Desde nuestra experiencia, la “traducción” no es un tema solamente técnico, pues tiene implicaciones políticas sobre quiénes pueden hablar y quiénes pueden ser escuchadas o escuchados en determinados contextos. Cuando no se reflexiona sobre esto, queda un punto ciego en nuestro trabajo, en el que se reproduce un cierto orden político, donde las víctimas ponen la “materia prima”, es decir, el testimonio, mientras que organizaciones e instituciones se encargan de las definiciones políticas.

Cambiar de lugar

Por ello, hemos reflexionado sobre las formas de silenciamiento, disciplinamiento y apropiación del testimonio de las víctimas, que ocurren en un circuito de poder del que también formamos parte las organizaciones de la sociedad civil, a veces con las mejores intenciones y otras, como forma de legitimar nuestro lugar o nuestras propuestas políticas. Como Centro de Investigación dedicado al análisis de políticas públicas, decidimos mirar hacia el activismo y los cuestionamientos en sectores de la academia comprometidos con la descolonización de la investigación para repensar nuestra manera de vincularnos y crear desde la retaguardia, trabajando en conjunto para hacer posibles los cambios sociales y políticos que buscamos ver en México.

La llegada de la pandemia por COVID-19 nos confrontó con la necesidad de generar otras formas de acompañamiento y vínculos solidarios. Reconocimos que era una oportunidad para proponer algo distinto a los espacios a los que generalmente son convocadas las víctimas, como talleres o capacitaciones. Así, conformamos un grupo al interior de Fundar para impulsar un taller de creación literaria, en un espacio seguro y de confianza. El equipo encontró en la escritora Brenda Navarro a una cómplice, que se identificó con la visión del proyecto y acompañó de manera comprometida a las y los familiares en todo el proceso.

Taller de creación literaria

La ruta de publicación fue trazada en conjunto con las ahora autoras y autores, tomando en cuenta su seguridad y enfatizando la importancia de reconocer el texto como una obra literaria, a diferencia de otros productos que hemos elaborado desde Fundar.

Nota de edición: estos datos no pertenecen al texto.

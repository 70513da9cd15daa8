//! Step function for the distributor.
//! This is the single chokepoint for every distribution transition.

use tracing::{debug, info, instrument};

use super::invariants::check_invariants;
use super::state::{Phase, RewardDistributor, State};
use crate::cycle::CycleClock;
use crate::gauge::{GaugeController, Point};
use crate::math::{add_u128, mul_div_floor};
use crate::rewards::inflation::staking_inflation_at;
use crate::token::StakingEmission;
use crate::types::{Amount, Cycle, GaugeId};
use crate::{CvgError, Result};

/// Observable result of one `advance` call.
#[derive(Clone, Debug, Default, PartialEq, Eq)]
pub struct Effects {
    pub phase_before: Phase,
    pub phase_after: Phase,
    /// Gauges handled by this call.
    pub processed: usize,
    /// Rewards written during DISTRIBUTE, as actually minted.
    pub rewards: Vec<(GaugeId, Amount)>,
    /// Set by SYNC.
    pub new_cycle: Option<Cycle>,
}

/// Everything one chunk writes. Sized by the chunk, not by the ledgers.
#[derive(Debug, Default)]
struct Writes {
    points: Vec<(GaugeId, Point)>,
    rewards: Vec<(GaugeId, Amount)>,
    emission: Option<StakingEmission>,
    lock: Option<bool>,
    advance_clock: bool,
}

impl RewardDistributor {
    /// Runs one chunk of the current phase.
    ///
    /// The chunk is computed against the current ledgers without touching them,
    /// the resulting state is checked, and only then are its writes applied.
    #[instrument(skip_all, fields(phase = ?self.state.phase, cursor = self.state.cursor))]
    pub fn advance(
        &mut self,
        gauges: &mut GaugeController,
        clock: &mut CycleClock,
        now: u64,
    ) -> Result<Effects> {
        let n_active = gauges.active_gauges().len();
        check_invariants(&self.state, n_active, gauges.is_locked())?;

        let cycle = clock.current();
        let (next, writes, mut effects) = self.plan(gauges, cycle, now)?;
        check_invariants(&next, n_active, writes.lock.unwrap_or(gauges.is_locked()))?;

        // A chunk has at most one fallible write and it goes first.
        self.rewards.record_all(cycle, &writes.rewards)?;
        if writes.advance_clock {
            clock.advance()?;
        }
        for (id, pt) in writes.points {
            gauges.store_point(id, cycle, pt);
        }
        if let Some(emission) = writes.emission {
            self.emission = emission;
        }
        if let Some(locked) = writes.lock {
            gauges.set_locked(locked);
        }
        self.state = next;
        effects.rewards = writes.rewards;

        if writes.lock == Some(true) {
            info!(cycle, gauges = n_active, "distribution started");
        }
        if let Some(new_cycle) = effects.new_cycle {
            info!(cycle = new_cycle, "cycle advanced");
        }
        debug!(
            phase_before = ?effects.phase_before,
            phase_after = ?effects.phase_after,
            processed = effects.processed,
            cursor = self.state.cursor,
            "distribution chunk done"
        );
        Ok(effects)
    }

    fn plan(
        &self,
        gauges: &GaugeController,
        cycle: Cycle,
        now: u64,
    ) -> Result<(State, Writes, Effects)> {
        let active = gauges.active_gauges();
        let mut next = self.state.clone();
        let mut writes = Writes::default();
        let mut effects = Effects {
            phase_before: next.phase,
            ..Effects::default()
        };

        match next.phase {
            Phase::Checkpoint => {
                if next.cursor == 0 {
                    let next_allowed = self.next_distribution_time();
                    if now < next_allowed {
                        return Err(CvgError::NeedWait7Days { next_allowed });
                    }
                    next.last_distribution_time = now;
                    writes.lock = Some(true);
                }
                let chunk = chunk_of(&next, active, self.chunks.checkpoint);
                for id in chunk {
                    writes.points.push((*id, gauges.projected_point(*id, cycle)?));
                }
                effects.processed = chunk.len();
                finish_chunk(&mut next, chunk.len(), active.len(), Phase::TotalWeight);
            }
            Phase::TotalWeight => {
                let chunk = chunk_of(&next, active, self.chunks.total_weight);
                for id in chunk {
                    next.total_weight_locked = add_u128(
                        next.total_weight_locked,
                        gauges.weighted_gauge_weight_at(*id, cycle)?,
                    )?;
                }
                effects.processed = chunk.len();
                finish_chunk(&mut next, chunk.len(), active.len(), Phase::Distribute);
            }
            Phase::Distribute => {
                let inflation = staking_inflation_at(cycle, self.inflation_ratio)?;
                let total = next.total_weight_locked;
                let chunk = chunk_of(&next, active, self.chunks.distribute);
                let mut emission = self.emission.clone();
                for id in chunk {
                    let reward = if total == 0 {
                        0
                    } else {
                        mul_div_floor(inflation, gauges.weighted_gauge_weight_at(*id, cycle)?, total)?
                    };
                    writes.rewards.push((*id, emission.mint_staking(reward)));
                }
                writes.emission = Some(emission);
                effects.processed = chunk.len();
                if finish_chunk(&mut next, chunk.len(), active.len(), Phase::Sync) {
                    next.total_weight_locked = 0;
                }
            }
            Phase::Sync => {
                let new_cycle = cycle
                    .checked_add(1)
                    .ok_or_else(|| CvgError::BoundedValueExceeded("cycle overflow".into()))?;
                writes.advance_clock = true;
                writes.lock = Some(false);
                next.phase = Phase::Checkpoint;
                next.cursor = 0;
                effects.new_cycle = Some(new_cycle);
            }
        }

        effects.phase_after = next.phase;
        Ok((next, writes, effects))
    }
}

fn chunk_of<'a>(state: &State, active: &'a [GaugeId], size: usize) -> &'a [GaugeId] {
    let start = state.cursor.min(active.len());
    let end = start.saturating_add(size).min(active.len());
    &active[start..end]
}

/// Moves the cursor past `done` gauges; switches to `next` once the list is
/// exhausted. Returns whether the phase changed.
fn finish_chunk(state: &mut State, done: usize, n_active: usize, next: Phase) -> bool {
    state.cursor += done;
    if state.cursor >= n_active {
        state.phase = next;
        state.cursor = 0;
        true
    } else {
        false
    }
}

Nuestra voz no está en el libro, pues este proceso nos deja aprendizajes y abre un nuevo camino para imaginar otras formas de acompañar y construir narrativas sobre la violencia, en primera persona, desde las víctimas.

No hay lugar en este país vio la luz el 31 de agosto de 2021 en una presentación virtual arropada por sus autoras y autores. Fue reditado en 2025 para seguir haciendo resonar las voces de quienes luchan a diario por justicia ante una crisis desmedida.